### [Task requirements]
Transcribe, verbatim, every line from the start of the entries through the line that contains "Model training settings"; include both boundary lines and omit all others.

── Raw data ──

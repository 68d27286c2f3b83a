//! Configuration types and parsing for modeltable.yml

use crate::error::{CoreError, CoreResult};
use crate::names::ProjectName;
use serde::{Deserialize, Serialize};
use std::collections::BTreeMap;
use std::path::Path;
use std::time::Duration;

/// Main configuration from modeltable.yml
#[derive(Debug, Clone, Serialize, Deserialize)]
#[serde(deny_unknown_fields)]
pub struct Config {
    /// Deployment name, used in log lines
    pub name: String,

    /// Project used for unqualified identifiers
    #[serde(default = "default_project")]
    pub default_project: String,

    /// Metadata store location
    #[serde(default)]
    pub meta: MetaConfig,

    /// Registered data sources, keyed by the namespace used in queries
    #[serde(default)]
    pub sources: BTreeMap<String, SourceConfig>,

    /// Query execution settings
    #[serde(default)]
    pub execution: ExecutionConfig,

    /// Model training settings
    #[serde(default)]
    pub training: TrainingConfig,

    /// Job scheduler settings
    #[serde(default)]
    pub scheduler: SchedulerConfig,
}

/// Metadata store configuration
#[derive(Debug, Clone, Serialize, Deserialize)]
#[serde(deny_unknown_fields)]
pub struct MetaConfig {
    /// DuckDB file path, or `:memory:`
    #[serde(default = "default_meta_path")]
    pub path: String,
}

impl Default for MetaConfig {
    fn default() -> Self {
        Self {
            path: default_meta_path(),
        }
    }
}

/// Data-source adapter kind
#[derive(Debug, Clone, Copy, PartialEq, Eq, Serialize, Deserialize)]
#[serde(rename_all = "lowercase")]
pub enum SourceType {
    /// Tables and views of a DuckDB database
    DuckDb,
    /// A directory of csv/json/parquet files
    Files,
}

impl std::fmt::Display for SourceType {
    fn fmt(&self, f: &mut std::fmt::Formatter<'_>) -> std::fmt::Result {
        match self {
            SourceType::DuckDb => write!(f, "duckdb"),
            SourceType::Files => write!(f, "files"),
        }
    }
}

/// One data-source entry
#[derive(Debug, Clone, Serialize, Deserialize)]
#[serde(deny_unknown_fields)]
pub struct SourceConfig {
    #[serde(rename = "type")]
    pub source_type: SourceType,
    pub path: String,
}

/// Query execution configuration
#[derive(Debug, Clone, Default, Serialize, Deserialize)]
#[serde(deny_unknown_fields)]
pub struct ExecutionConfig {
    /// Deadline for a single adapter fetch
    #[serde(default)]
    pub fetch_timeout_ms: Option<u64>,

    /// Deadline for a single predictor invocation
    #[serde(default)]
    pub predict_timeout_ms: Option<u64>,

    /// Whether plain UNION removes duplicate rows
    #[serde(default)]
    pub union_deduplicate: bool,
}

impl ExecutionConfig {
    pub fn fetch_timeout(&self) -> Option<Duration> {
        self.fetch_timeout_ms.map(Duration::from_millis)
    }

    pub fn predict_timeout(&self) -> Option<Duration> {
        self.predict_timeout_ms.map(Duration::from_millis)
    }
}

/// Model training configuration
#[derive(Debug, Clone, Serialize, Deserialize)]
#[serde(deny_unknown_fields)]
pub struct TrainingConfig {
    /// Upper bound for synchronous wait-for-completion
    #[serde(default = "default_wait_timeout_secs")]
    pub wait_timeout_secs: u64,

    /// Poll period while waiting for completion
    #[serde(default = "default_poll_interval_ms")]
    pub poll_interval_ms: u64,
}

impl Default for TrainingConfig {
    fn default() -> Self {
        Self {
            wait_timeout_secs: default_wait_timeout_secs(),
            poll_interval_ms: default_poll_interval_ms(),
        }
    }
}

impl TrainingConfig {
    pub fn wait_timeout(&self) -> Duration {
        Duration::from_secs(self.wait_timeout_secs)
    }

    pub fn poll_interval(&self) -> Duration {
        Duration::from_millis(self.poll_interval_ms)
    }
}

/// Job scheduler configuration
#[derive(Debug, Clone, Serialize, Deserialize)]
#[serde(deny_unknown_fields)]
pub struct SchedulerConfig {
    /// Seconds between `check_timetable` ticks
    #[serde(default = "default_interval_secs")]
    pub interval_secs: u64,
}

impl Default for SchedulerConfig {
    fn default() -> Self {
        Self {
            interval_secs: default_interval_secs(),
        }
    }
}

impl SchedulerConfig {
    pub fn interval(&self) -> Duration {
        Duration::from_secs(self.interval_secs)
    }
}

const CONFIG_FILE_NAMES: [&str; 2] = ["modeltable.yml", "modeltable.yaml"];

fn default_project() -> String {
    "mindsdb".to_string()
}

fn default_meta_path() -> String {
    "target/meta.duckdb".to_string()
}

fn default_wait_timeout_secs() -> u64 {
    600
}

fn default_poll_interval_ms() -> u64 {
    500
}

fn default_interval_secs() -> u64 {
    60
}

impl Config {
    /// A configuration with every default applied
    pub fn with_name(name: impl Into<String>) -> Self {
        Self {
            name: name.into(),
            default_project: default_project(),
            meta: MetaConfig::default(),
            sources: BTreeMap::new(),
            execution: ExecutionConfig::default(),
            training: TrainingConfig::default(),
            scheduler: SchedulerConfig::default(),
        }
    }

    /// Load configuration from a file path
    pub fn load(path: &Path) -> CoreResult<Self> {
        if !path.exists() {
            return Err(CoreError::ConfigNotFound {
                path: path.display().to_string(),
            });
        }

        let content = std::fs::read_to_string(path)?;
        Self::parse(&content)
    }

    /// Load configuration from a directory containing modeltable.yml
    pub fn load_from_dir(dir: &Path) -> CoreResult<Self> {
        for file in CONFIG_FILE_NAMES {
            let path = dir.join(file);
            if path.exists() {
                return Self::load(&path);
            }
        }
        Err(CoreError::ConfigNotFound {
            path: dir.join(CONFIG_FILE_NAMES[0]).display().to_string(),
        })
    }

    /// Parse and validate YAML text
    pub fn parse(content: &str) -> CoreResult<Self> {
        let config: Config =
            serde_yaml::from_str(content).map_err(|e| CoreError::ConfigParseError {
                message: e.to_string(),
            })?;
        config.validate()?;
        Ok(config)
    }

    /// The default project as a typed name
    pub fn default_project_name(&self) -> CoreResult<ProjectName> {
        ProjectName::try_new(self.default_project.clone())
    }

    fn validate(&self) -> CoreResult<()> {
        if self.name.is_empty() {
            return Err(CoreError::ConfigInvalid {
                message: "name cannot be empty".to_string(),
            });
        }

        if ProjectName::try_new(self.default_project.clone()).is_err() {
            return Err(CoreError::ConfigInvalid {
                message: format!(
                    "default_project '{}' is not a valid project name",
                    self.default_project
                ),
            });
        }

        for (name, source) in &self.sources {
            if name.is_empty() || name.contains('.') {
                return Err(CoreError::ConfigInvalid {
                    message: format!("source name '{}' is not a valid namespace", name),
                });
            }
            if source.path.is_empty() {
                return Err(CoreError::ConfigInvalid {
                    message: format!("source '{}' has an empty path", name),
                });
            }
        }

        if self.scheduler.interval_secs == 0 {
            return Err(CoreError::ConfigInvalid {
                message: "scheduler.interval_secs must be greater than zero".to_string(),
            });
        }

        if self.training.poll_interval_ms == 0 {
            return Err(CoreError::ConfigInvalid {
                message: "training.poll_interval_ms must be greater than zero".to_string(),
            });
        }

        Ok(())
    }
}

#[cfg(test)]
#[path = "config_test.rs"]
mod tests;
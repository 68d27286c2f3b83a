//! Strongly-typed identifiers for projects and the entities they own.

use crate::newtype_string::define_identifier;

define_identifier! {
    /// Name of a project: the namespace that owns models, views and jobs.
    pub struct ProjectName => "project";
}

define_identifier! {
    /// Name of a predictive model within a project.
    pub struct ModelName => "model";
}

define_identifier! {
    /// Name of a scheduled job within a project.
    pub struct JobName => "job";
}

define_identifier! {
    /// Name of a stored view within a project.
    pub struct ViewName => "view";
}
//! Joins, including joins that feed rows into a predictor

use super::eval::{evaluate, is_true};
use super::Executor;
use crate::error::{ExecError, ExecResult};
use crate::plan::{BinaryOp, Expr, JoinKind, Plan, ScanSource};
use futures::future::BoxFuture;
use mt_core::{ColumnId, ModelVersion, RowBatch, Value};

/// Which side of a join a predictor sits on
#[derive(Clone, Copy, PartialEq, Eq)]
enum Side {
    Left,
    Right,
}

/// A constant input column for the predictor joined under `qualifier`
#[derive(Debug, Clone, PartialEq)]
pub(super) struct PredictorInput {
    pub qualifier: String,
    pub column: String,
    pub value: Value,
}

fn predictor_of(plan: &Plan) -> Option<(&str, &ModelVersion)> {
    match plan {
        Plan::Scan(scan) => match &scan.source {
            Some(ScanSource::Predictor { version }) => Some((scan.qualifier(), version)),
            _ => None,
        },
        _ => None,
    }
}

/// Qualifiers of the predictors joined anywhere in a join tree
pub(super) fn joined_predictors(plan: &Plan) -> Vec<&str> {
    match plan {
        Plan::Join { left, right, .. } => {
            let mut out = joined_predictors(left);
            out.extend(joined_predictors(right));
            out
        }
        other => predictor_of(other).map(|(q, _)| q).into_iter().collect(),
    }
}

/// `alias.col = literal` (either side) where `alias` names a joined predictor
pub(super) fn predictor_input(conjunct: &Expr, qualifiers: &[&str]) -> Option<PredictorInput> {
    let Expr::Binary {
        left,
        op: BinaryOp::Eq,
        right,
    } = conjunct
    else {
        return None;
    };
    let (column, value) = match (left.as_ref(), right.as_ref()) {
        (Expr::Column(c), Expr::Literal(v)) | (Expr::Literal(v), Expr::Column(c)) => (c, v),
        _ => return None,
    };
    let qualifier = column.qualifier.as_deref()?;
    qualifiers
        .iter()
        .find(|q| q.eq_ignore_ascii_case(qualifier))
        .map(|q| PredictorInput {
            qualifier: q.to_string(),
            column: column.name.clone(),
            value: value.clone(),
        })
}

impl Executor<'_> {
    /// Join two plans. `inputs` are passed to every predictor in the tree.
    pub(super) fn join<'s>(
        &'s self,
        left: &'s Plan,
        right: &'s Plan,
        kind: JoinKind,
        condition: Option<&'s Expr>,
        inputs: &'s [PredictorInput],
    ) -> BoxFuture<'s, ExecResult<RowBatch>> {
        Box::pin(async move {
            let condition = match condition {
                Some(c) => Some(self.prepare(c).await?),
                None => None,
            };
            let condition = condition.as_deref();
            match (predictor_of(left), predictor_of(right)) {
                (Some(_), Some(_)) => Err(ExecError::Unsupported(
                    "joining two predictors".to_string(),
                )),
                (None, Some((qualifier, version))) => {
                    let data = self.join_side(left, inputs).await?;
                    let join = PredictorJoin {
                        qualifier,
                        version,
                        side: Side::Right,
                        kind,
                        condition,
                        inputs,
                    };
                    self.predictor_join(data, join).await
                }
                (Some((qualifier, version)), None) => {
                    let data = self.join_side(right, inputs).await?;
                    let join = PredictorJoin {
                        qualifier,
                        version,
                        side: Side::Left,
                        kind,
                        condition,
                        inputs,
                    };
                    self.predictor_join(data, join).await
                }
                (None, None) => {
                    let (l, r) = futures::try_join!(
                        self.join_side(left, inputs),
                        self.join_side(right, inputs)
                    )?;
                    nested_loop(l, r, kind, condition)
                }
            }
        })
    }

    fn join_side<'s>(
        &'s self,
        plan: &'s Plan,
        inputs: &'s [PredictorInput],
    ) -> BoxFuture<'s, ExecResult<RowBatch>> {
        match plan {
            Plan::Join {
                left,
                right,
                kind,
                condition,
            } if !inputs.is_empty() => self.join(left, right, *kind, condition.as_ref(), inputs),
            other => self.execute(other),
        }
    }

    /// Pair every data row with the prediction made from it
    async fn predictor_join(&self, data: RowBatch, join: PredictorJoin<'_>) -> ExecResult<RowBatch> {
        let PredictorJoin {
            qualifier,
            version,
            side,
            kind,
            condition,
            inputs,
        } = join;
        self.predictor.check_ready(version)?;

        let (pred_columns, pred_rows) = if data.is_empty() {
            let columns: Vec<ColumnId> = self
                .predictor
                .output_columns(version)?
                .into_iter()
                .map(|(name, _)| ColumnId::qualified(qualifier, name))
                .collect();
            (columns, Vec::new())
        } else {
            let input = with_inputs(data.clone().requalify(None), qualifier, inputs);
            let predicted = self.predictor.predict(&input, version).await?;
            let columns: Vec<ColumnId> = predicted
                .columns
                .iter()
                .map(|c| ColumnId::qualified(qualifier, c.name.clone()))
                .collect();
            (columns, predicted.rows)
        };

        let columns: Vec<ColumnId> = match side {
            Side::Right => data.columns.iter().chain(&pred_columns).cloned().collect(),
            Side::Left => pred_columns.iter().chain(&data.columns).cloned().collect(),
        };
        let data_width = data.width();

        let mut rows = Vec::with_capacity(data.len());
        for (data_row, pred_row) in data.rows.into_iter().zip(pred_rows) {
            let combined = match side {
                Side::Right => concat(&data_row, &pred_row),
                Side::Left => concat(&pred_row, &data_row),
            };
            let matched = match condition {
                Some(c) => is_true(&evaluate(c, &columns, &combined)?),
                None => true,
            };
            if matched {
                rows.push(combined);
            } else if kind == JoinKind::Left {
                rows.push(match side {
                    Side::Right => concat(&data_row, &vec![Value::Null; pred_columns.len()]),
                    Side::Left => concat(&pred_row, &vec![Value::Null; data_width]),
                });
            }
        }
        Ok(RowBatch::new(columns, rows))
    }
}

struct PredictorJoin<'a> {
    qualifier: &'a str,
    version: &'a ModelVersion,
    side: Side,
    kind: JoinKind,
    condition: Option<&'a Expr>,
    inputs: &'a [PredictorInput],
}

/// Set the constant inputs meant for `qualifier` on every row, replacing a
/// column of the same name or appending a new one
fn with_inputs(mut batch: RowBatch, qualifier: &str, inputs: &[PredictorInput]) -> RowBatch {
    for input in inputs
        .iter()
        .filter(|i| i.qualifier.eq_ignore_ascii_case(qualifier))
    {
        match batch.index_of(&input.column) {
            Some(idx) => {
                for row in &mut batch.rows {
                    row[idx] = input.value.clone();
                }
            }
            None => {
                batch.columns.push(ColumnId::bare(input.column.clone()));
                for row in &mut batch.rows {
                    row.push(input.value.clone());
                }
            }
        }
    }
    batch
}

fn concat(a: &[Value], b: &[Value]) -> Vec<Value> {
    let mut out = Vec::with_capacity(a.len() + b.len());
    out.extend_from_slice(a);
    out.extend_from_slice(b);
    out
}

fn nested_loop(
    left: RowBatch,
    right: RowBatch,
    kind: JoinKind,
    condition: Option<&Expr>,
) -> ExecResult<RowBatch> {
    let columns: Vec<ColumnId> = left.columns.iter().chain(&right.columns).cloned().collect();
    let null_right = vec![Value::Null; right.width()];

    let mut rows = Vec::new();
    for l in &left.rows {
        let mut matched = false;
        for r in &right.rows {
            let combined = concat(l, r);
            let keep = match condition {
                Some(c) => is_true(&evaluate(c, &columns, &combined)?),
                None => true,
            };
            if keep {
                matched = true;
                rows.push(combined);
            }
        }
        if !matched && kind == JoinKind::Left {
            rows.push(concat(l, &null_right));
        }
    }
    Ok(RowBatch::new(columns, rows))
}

───

### [Task result]
repository 68d27286c2f3b83a
//! Configuration types and parsing for modeltable.yml

use crate::error::{CoreError, CoreResult};
use crate::names::ProjectName;
use serde::{Deserialize, Serialize};
use std::collections::BTreeMap;
use std::path::Path;
use std::time::Duration;

/// Main configuration from modeltable.yml
#[derive(Debug, Clone, Serialize, Deserialize)]
#[serde(deny_unknown_fields)]
pub struct Config {
    /// Deployment name, used in log lines
    pub name: String,

    /// Project used for unqualified identifiers
    #[serde(default = "default_project")]
    pub default_project: String,

    /// Metadata store location
    #[serde(default)]
    pub meta: MetaConfig,

    /// Registered data sources, keyed by the namespace used in queries
    #[serde(default)]
    pub sources: BTreeMap<String, SourceConfig>,

    /// Query execution settings
    #[serde(default)]
    pub execution: ExecutionConfig,

    /// Model training settings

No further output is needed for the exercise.